ABOUT THIS EXERCISE ▸
Using the records below, give again exactly the lines from the line that contains "filename crates/orm/src/backends/core.rs" through the line that contains "Option<&Predicate>) -> SourceResult<Vec<Record>>;", both ends included, and only those.

Stored data entries ▸

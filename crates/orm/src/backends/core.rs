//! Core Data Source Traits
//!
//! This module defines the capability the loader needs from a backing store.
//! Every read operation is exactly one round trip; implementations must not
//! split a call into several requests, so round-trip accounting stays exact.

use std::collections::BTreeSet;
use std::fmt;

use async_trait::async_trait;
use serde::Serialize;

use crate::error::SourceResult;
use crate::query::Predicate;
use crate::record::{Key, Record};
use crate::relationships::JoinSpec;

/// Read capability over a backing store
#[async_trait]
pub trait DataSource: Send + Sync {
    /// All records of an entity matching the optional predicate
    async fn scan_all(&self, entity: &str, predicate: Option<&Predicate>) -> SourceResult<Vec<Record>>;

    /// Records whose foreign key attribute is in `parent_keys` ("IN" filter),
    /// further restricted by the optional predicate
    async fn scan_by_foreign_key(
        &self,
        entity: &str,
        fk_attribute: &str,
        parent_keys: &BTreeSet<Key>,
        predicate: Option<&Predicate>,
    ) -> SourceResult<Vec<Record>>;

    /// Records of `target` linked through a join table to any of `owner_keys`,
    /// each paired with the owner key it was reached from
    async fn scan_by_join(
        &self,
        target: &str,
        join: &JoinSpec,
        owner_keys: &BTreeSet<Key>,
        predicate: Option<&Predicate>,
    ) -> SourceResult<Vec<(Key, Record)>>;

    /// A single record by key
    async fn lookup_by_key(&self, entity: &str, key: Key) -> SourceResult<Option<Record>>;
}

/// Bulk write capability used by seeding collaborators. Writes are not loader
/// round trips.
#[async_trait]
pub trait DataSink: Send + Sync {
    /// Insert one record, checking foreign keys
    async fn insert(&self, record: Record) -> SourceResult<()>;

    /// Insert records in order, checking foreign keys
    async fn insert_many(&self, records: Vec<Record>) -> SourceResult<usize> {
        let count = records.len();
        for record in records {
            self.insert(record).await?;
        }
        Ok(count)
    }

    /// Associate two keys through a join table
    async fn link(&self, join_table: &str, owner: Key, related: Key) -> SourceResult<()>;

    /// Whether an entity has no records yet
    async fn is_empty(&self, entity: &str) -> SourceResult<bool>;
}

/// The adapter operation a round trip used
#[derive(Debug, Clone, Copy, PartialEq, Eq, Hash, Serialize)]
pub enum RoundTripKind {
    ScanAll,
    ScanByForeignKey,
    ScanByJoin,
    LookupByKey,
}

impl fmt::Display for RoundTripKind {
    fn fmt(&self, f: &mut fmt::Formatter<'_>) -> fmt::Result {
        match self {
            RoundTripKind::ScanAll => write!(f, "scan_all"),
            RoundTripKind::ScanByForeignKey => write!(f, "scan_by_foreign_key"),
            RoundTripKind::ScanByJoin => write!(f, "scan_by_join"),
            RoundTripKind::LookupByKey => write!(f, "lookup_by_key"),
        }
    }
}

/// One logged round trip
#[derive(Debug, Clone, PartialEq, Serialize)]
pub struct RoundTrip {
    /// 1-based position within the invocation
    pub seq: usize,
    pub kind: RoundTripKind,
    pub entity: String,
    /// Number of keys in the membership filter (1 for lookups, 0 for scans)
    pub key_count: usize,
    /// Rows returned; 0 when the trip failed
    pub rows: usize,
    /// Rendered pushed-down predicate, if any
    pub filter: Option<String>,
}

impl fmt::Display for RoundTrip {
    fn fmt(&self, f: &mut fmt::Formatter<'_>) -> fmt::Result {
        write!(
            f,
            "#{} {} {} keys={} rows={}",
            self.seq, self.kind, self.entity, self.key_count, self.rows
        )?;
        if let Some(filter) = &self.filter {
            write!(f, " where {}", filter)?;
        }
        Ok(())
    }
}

--

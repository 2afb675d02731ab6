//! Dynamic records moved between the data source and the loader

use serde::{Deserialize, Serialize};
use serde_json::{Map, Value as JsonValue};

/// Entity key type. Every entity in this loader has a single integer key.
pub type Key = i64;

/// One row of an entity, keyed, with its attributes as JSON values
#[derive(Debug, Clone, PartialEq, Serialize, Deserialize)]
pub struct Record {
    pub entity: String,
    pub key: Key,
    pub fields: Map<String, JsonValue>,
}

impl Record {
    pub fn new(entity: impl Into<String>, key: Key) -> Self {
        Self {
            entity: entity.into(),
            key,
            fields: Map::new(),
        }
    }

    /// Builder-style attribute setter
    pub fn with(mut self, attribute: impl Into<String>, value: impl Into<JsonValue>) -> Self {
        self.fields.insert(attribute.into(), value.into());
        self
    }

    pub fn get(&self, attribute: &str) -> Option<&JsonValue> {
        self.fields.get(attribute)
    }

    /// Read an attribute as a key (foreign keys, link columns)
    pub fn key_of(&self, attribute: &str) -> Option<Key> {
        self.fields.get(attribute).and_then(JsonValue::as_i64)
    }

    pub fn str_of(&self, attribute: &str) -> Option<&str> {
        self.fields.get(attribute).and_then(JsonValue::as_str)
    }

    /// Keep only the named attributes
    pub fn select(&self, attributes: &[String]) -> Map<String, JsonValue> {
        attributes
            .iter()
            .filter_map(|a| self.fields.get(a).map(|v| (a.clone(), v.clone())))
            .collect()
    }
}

--

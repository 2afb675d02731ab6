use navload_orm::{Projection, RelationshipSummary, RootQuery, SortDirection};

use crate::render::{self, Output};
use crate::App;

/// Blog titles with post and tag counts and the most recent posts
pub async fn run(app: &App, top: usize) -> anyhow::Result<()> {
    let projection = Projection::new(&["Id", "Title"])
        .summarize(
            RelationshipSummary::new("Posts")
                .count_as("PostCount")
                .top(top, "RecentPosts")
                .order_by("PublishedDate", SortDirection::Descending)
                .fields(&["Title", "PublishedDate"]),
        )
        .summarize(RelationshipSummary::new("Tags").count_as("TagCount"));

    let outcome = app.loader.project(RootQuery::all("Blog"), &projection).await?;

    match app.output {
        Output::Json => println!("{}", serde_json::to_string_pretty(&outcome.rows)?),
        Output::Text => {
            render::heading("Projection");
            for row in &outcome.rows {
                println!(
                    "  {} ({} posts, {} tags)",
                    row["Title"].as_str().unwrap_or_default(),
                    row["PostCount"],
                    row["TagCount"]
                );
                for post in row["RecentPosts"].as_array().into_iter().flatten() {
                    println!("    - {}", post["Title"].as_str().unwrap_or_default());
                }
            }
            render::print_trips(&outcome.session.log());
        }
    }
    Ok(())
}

REPLY TO THE TASK ▸
filename crates/orm/src/backends/core.rs
//! Core Data Source Traits
//!
//! This module defines the capability the loader needs from a backing store.
//! Every read operation is exactly one round trip; implementations must not
//! split a call into several requests, so round-trip accounting stays exact.

use std::collections::BTreeSet;
use std::fmt;

use async_trait::async_trait;
use serde::Serialize;

use crate::error::SourceResult;
use crate::query::Predicate;
use crate::record::{Key, Record};
use crate::relationships::JoinSpec;

/// Read capability over a backing store
#[async_trait]
pub trait DataSource: Send + Sync {
    /// All records of an entity matching the optional predicate
    async fn scan_all(&self, entity: &str, predicate: Option<&Predicate>) -> SourceResult<Vec<Record>>;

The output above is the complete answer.